Exercise: Would you please copy each line of the data in which the string "ConfigOverrides" occurs?

Given records:
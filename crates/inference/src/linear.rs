//! Logistic model loaded from a JSON artifact
//!
//! Artifact layout:
//!
//! ```json
//! {
//!   "intercept": -4.2,
//!   "numeric": { "amount": 0.0003, "previous_violations": 0.8 },
//!   "categorical": { "category": { "Travel": 0.4, "Meals": -0.1 } }
//! }
//! ```
//!
//! Categorical fields are one-hot: the weight of the row's value is added,
//! unseen values add nothing.

use std::collections::BTreeMap;
use std::path::Path;

use expense_features::{FeatureRow, CATEGORICAL_FEATURES, NUMERIC_FEATURES};
use serde::{Deserialize, Serialize};

use crate::classifier::{ClassProbabilities, Classifier};
use crate::error::{InferenceError, InferenceResult};

#[derive(Debug, Clone, PartialEq, Serialize, Deserialize)]
struct Weights {
    intercept: f64,
    #[serde(default)]
    numeric: BTreeMap<String, f64>,
    #[serde(default)]
    categorical: BTreeMap<String, BTreeMap<String, f64>>,
}

/// Binary logistic regression over a [`FeatureRow`]
#[derive(Debug, Clone, PartialEq)]
pub struct LinearModel {
    name: String,
    weights: Weights,
}

impl LinearModel {
    pub fn new(
        name: impl Into<String>,
        intercept: f64,
        numeric: BTreeMap<String, f64>,
        categorical: BTreeMap<String, BTreeMap<String, f64>>,
    ) -> Self {
        Self {
            name: name.into(),
            weights: Weights {
                intercept,
                numeric,
                categorical,
            },
        }
    }

    /// Load an artifact, rejecting weights for features the row does not have
    pub fn from_file(name: impl Into<String>, path: &Path) -> InferenceResult<Self> {
        let content = std::fs::read_to_string(path).map_err(|source| InferenceError::ArtifactRead {
            path: path.to_path_buf(),
            source,
        })?;
        let weights: Weights = serde_json::from_str(&content)
            .map_err(|e| InferenceError::invalid_artifact(path, e.to_string()))?;

        if let Some(unknown) = weights
            .numeric
            .keys()
            .find(|k| !NUMERIC_FEATURES.contains(&k.as_str()))
        {
            return Err(InferenceError::invalid_artifact(
                path,
                format!("unknown numeric feature {unknown:?}"),
            ));
        }
        if let Some(unknown) = weights
            .categorical
            .keys()
            .find(|k| !CATEGORICAL_FEATURES.contains(&k.as_str()))
        {
            return Err(InferenceError::invalid_artifact(
                path,
                format!("unknown categorical feature {unknown:?}"),
            ));
        }
        let mut all_weights = weights
            .numeric
            .values()
            .chain(weights.categorical.values().flat_map(|m| m.values()))
            .chain(std::iter::once(&weights.intercept));
        if all_weights.any(|w| !w.is_finite()) {
            return Err(InferenceError::invalid_artifact(path, "non-finite weight"));
        }

        Ok(Self {
            name: name.into(),
            weights,
        })
    }

    fn logit(&self, row: &FeatureRow) -> f64 {
        let numeric: f64 = row
            .numeric_features()
            .iter()
            .filter_map(|(name, value)| self.weights.numeric.get(*name).map(|w| w * value))
            .sum();

        let categorical: f64 = row
            .categorical_features()
            .iter()
            .filter_map(|(field, value)| self.weights.categorical.get(*field)?.get(*value))
            .sum();

        self.weights.intercept + numeric + categorical
    }
}

impl Classifier for LinearModel {
    fn name(&self) -> &str {
        &self.name
    }

    fn predict_proba(&self, row: &FeatureRow) -> InferenceResult<ClassProbabilities> {
        let z = self.logit(row);
        if !z.is_finite() {
            return Err(InferenceError::NonFiniteScore {
                model: self.name.clone(),
            });
        }
        Ok(ClassProbabilities::from_violation(1.0 / (1.0 + (-z).exp())))
    }
}
//! Server configuration

use std::path::{Path, PathBuf};

use expense_assistant::AssistantConfig;
use expense_inference::DEFAULT_MODEL_NAMES;
use serde::{Deserialize, Serialize};
use tracing::warn;

fn default_bind() -> String {
    "0.0.0.0:8000".to_string()
}

fn default_models_dir() -> PathBuf {
    PathBuf::from("models")
}

fn default_model_names() -> Vec<String> {
    DEFAULT_MODEL_NAMES.iter().map(|s| s.to_string()).collect()
}

/// Values taken from flags or the environment; each one set wins over the file
#[derive(Debug, Clone, Default)]
pub struct ConfigOverrides {
    pub bind: Option<String>,
    pub policy_path: Option<PathBuf>,
    pub models_dir: Option<PathBuf>,
    pub assistant_base_url: Option<String>,
    pub assistant_id: Option<String>,
    pub assistant_key: Option<String>,
}

/// Everything needed to start the service
#[derive(Debug, Clone, Serialize, Deserialize)]
pub struct ServerConfig {
    /// Socket address to listen on
    #[serde(default = "default_bind")]
    pub bind: String,

    /// Policy file; built-in defaults when absent
    #[serde(default)]
    pub policy_path: Option<PathBuf>,

    /// Directory holding `{name}_model.json` artifacts
    #[serde(default = "default_models_dir")]
    pub models_dir: PathBuf,

    #[serde(default = "default_model_names")]
    pub model_names: Vec<String>,

    /// Hosted bill validation; `/validate` answers 503 without it
    #[serde(default)]
    pub assistant: Option<AssistantConfig>,
}

impl Default for ServerConfig {
    fn default() -> Self {
        Self {
            bind: default_bind(),
            policy_path: None,
            models_dir: default_models_dir(),
            model_names: default_model_names(),
            assistant: None,
        }
    }
}

impl ServerConfig {
    /// Load from a JSON file. The API key is never read from the file.
    pub fn from_file(path: &Path) -> anyhow::Result<Self> {
        let content = std::fs::read_to_string(path)?;
        let config: ServerConfig = serde_json::from_str(&content)?;
        Ok(config)
    }

    /// Layer flag and environment values over this configuration.
    ///
    /// A configured assistant needs an API key, and a base URL needs an
    /// assistant to apply to.
    pub fn apply_overrides(mut self, overrides: ConfigOverrides) -> anyhow::Result<Self> {
        if let Some(bind) = overrides.bind {
            self.bind = bind;
        }
        if let Some(policy_path) = overrides.policy_path {
            self.policy_path = Some(policy_path);
        }
        if let Some(models_dir) = overrides.models_dir {
            self.models_dir = models_dir;
        }

        if let Some(id) = overrides.assistant_id {
            match self.assistant.as_mut() {
                Some(assistant) => assistant.assistant_id = id,
                None => self.assistant = Some(AssistantConfig::new(id, "")),
            }
        }

        match self.assistant.as_mut() {
            Some(assistant) => {
                if let Some(url) = overrides.assistant_base_url {
                    assistant.base_url = url;
                }
                match overrides.assistant_key {
                    Some(key) if !key.trim().is_empty() => assistant.api_key = key,
                    _ => anyhow::bail!(
                        "assistant {} configured but EXPENSE_GUARD_ASSISTANT_KEY is not set",
                        assistant.assistant_id
                    ),
                }
            }
            None => {
                if let Some(url) = overrides.assistant_base_url {
                    anyhow::bail!(
                        "assistant base URL {url} given but no assistant id is configured"
                    );
                }
                if overrides.assistant_key.is_some() {
                    warn!("Assistant key set but no assistant configured, ignoring it");
                }
            }
        }

        Ok(self)
    }
}
//! Compliance errors
//!
//! Rule evaluation itself never fails: an unknown category or department
//! simply means the rule does not apply. Errors only come from loading
//! policy configuration.

use thiserror::Error;

/// Errors from the Compliance Engine
#[derive(Debug, Error)]
pub enum ComplianceError {
    #[error("Configuration error: {0}")]
    ConfigError(String),

    #[error("IO error: {0}")]
    IoError(#[from] std::io::Error),

    #[error("Serialization error: {0}")]
    SerdeError(#[from] serde_json::Error),
}

/// Result type for compliance operations
pub type ComplianceResult<T> = Result<T, ComplianceError>;
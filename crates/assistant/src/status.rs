//! Combined verdict over bill and model checks

use serde::{Deserialize, Serialize};
use strum::{Display, EnumString};

/// Final decision on an expense claim with its bill
#[derive(Debug, Clone, Copy, PartialEq, Eq, Hash, Display, EnumString, Serialize, Deserialize)]
#[serde(rename_all = "lowercase")]
#[strum(serialize_all = "lowercase")]
pub enum OverallStatus {
    Approved,
    Rejected,
}

/// Rejected when the bill is invalid or any model flagged the expense
pub fn overall_status(bill_valid: bool, is_suspicious: bool) -> OverallStatus {
    if !bill_valid || is_suspicious {
        OverallStatus::Rejected
    } else {
        OverallStatus::Approved
    }
}
//! Expense Guard Inference
//!
//! Model inference sits behind the [`Classifier`] trait so the rest of the
//! system never depends on how a model was trained or stored.
//!
//! ```text
//! FeatureRow ──► ModelRegistry ──┬──► RandomForest      ──► {label, confidence}
//!                                ├──► GradientBoosting  ──► {label, confidence}
//!                                ├──► XGBoost           ──► {error}
//!                                └──► LogisticRegression──► {label, confidence}
//! ```
//!
//! The bundled implementation is [`LinearModel`], a logistic model stored
//! as a JSON artifact (`{name}_model.json`).

pub mod classifier;
pub mod error;
pub mod linear;
pub mod registry;

pub use classifier::{ClassProbabilities, Classifier, Label, ModelPrediction};
pub use error::{InferenceError, InferenceResult};
pub use linear::LinearModel;
pub use registry::{ModelRegistry, Predictions, DEFAULT_MODEL_NAMES};
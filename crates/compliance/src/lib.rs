//! Expense Guard Compliance Engine
//!
//! Rule-based policy checks for expense claims.
//!
//! ```text
//! ExpenseRecord ──► ComplianceEngine ──► ViolationSet ──► render_report
//!                        ▲
//!                   PolicyConfig
//!        (budgets, authorizations, claim stats)
//! ```
//!
//! ## Key Components
//!
//! - [`config::PolicyConfig`] - Budgets, category authorizations, training stats (not hardcoded)
//! - [`engine::ComplianceEngine`] - Stateless rule evaluation, shareable across requests
//! - [`violation::ViolationSet`] - Ordered, label-keyed violations
//! - [`report::render_report`] - Plain-text report

pub mod config;
pub mod engine;
pub mod error;
pub mod report;
pub mod violation;

pub use config::{BudgetTable, CategoryAuthorizationTable, PolicyConfig, TrainingStatistics};
pub use engine::{evaluate_compliance, ComplianceEngine};
pub use error::{ComplianceError, ComplianceResult};
pub use report::render_report;
pub use violation::{Violation, ViolationKind, ViolationSet};
//! Model Registry - loads classifiers and runs them side by side

use std::path::Path;
use std::sync::Arc;

use expense_features::FeatureRow;
use serde::ser::SerializeMap;
use serde::{Serialize, Serializer};
use tracing::{debug, info, warn};

use crate::classifier::{Classifier, ModelPrediction};
use crate::error::InferenceResult;
use crate::linear::LinearModel;

/// Models looked for when no explicit list is configured
pub const DEFAULT_MODEL_NAMES: [&str; 4] = [
    "RandomForest",
    "GradientBoosting",
    "XGBoost",
    "LogisticRegression",
];

/// Registry of classifiers, run in registration order
#[derive(Default, Clone)]
pub struct ModelRegistry {
    models: Vec<Arc<dyn Classifier>>,
}

impl ModelRegistry {
    pub fn new() -> Self {
        Self::default()
    }

    /// Load `{name}_model.json` for each name from `dir`.
    ///
    /// A missing artifact is skipped with a warning so the service can run
    /// with a partial model set. A present but unreadable artifact is an error.
    pub fn load_dir<S: AsRef<str>>(dir: &Path, names: &[S]) -> InferenceResult<Self> {
        let mut registry = Self::new();

        for name in names {
            let name = name.as_ref();
            let path = dir.join(format!("{name}_model.json"));

            if !path.exists() {
                warn!(model = name, path = %path.display(), "Model file not found, skipping");
                continue;
            }

            let model = LinearModel::from_file(name, &path)?;
            info!(model = name, path = %path.display(), "Loaded model");
            registry.register(Arc::new(model));
        }

        Ok(registry)
    }

    pub fn register(&mut self, model: Arc<dyn Classifier>) {
        self.models.push(model);
    }

    pub fn names(&self) -> impl Iterator<Item = &str> {
        self.models.iter().map(|m| m.name())
    }

    pub fn len(&self) -> usize {
        self.models.len()
    }

    pub fn is_empty(&self) -> bool {
        self.models.is_empty()
    }

    /// Run every model; a failing model is reported, not propagated
    pub fn predict_all(&self, row: &FeatureRow) -> Predictions {
        let entries = self
            .models
            .iter()
            .map(|model| {
                let prediction = model.predict(row);
                if let ModelPrediction::Failed { error } = &prediction {
                    warn!(model = model.name(), %error, "Model prediction failed");
                } else {
                    debug!(model = model.name(), ?prediction, "Model prediction");
                }
                (model.name().to_string(), prediction)
            })
            .collect();

        Predictions { entries }
    }
}

impl std::fmt::Debug for ModelRegistry {
    fn fmt(&self, f: &mut std::fmt::Formatter<'_>) -> std::fmt::Result {
        f.debug_struct("ModelRegistry")
            .field("models", &self.names().collect::<Vec<_>>())
            .finish()
    }
}

/// Per-model predictions in registry order
#[derive(Debug, Clone, Default, PartialEq)]
pub struct Predictions {
    entries: Vec<(String, ModelPrediction)>,
}

impl Predictions {
    pub fn get(&self, model: &str) -> Option<&ModelPrediction> {
        self.entries
            .iter()
            .find(|(name, _)| name == model)
            .map(|(_, p)| p)
    }

    pub fn iter(&self) -> impl Iterator<Item = (&str, &ModelPrediction)> {
        self.entries.iter().map(|(name, p)| (name.as_str(), p))
    }

    /// True if any model labels the row a violation
    pub fn is_suspicious(&self) -> bool {
        self.entries.iter().any(|(_, p)| p.is_violation())
    }

    pub fn len(&self) -> usize {
        self.entries.len()
    }

    pub fn is_empty(&self) -> bool {
        self.entries.is_empty()
    }
}

impl Serialize for Predictions {
    fn serialize<S: Serializer>(&self, serializer: S) -> Result<S::Ok, S::Error> {
        let mut map = serializer.serialize_map(Some(self.entries.len()))?;
        for (name, prediction) in &self.entries {
            map.serialize_entry(name, prediction)?;
        }
        map.end()
    }
}
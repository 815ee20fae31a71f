//! Expense Guard Feature Deriver
//!
//! Turns the two raw date fields of an [`ExpenseRecord`](expense_core::ExpenseRecord)
//! into the temporal signals the classifiers were trained on:
//!
//! ```text
//! expense_date ─┬──► day_of_week, is_weekend, month, quarter, is_month_end
//!               │
//! submission_date ─► submission_delay (days)
//! ```
//!
//! The output ([`FeatureRow`]) carries every other record field unchanged and
//! drops the raw dates. Derivation is pure; the only failure is an
//! unparseable date ([`DataError`]).

pub mod dates;
pub mod error;
pub mod row;

pub use dates::{parse_calendar_date, DateFeatures};
pub use error::{DataError, DataResult};
pub use row::{derive_date_features, FeatureRow, CATEGORICAL_FEATURES, NUMERIC_FEATURES};
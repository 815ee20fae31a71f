//! Violation types
//!
//! A [`ViolationSet`] maps a violation label to its explanatory message.
//! Entries keep the order in which the rules fired, and that order carries
//! through to JSON output and the rendered report.

use std::fmt;

use serde::de::{MapAccess, Visitor};
use serde::ser::SerializeMap;
use serde::{Deserialize, Deserializer, Serialize, Serializer};
use strum::{Display, EnumString};

/// The policy infractions the engine knows about, in evaluation order
#[derive(
    Debug, Clone, Copy, PartialEq, Eq, Hash, PartialOrd, Ord, Display, EnumString, Serialize, Deserialize,
)]
pub enum ViolationKind {
    #[strum(serialize = "Over Budget")]
    #[serde(rename = "Over Budget")]
    OverBudget,

    #[strum(serialize = "Unauthorized Category")]
    #[serde(rename = "Unauthorized Category")]
    UnauthorizedCategory,

    #[strum(serialize = "Missing Justification")]
    #[serde(rename = "Missing Justification")]
    MissingJustification,

    #[strum(serialize = "Outlier")]
    #[serde(rename = "Outlier")]
    Outlier,
}

/// A single named policy infraction
#[derive(Debug, Clone, PartialEq, Eq)]
pub struct Violation {
    pub kind: ViolationKind,
    pub message: String,
}

/// Ordered, key-unique set of violations
#[derive(Debug, Clone, Default, PartialEq, Eq)]
pub struct ViolationSet {
    entries: Vec<Violation>,
}

impl ViolationSet {
    pub fn new() -> Self {
        Self::default()
    }

    /// Record a violation.
    ///
    /// Re-inserting a kind replaces its message in place and returns the old
    /// one; position is kept.
    pub fn insert(&mut self, kind: ViolationKind, message: impl Into<String>) -> Option<String> {
        let message = message.into();
        match self.entries.iter_mut().find(|v| v.kind == kind) {
            Some(existing) => Some(std::mem::replace(&mut existing.message, message)),
            None => {
                self.entries.push(Violation { kind, message });
                None
            }
        }
    }

    pub fn get(&self, kind: ViolationKind) -> Option<&str> {
        self.entries
            .iter()
            .find(|v| v.kind == kind)
            .map(|v| v.message.as_str())
    }

    pub fn contains(&self, kind: ViolationKind) -> bool {
        self.get(kind).is_some()
    }

    pub fn iter(&self) -> std::slice::Iter<'_, Violation> {
        self.entries.iter()
    }

    pub fn kinds(&self) -> impl Iterator<Item = ViolationKind> + '_ {
        self.entries.iter().map(|v| v.kind)
    }

    pub fn len(&self) -> usize {
        self.entries.len()
    }

    pub fn is_empty(&self) -> bool {
        self.entries.is_empty()
    }
}

impl<'a> IntoIterator for &'a ViolationSet {
    type Item = &'a Violation;
    type IntoIter = std::slice::Iter<'a, Violation>;

    fn into_iter(self) -> Self::IntoIter {
        self.entries.iter()
    }
}

impl Serialize for ViolationSet {
    fn serialize<S: Serializer>(&self, serializer: S) -> Result<S::Ok, S::Error> {
        let mut map = serializer.serialize_map(Some(self.entries.len()))?;
        for violation in &self.entries {
            map.serialize_entry(&violation.kind, &violation.message)?;
        }
        map.end()
    }
}

impl<'de> Deserialize<'de> for ViolationSet {
    fn deserialize<D: Deserializer<'de>>(deserializer: D) -> Result<Self, D::Error> {
        struct SetVisitor;

        impl<'de> Visitor<'de> for SetVisitor {
            type Value = ViolationSet;

            fn expecting(&self, f: &mut fmt::Formatter) -> fmt::Result {
                f.write_str("a map of violation label to message")
            }

            fn visit_map<A: MapAccess<'de>>(self, mut access: A) -> Result<Self::Value, A::Error> {
                let mut set = ViolationSet::new();
                while let Some((kind, message)) = access.next_entry::<ViolationKind, String>()? {
                    set.insert(kind, message);
                }
                Ok(set)
            }
        }

        deserializer.deserialize_map(SetVisitor)
    }
}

Output of the exercise:
pub struct ConfigOverrides {
    pub fn apply_overrides(mut self, overrides: ConfigOverrides) -> anyhow::Result<Self> {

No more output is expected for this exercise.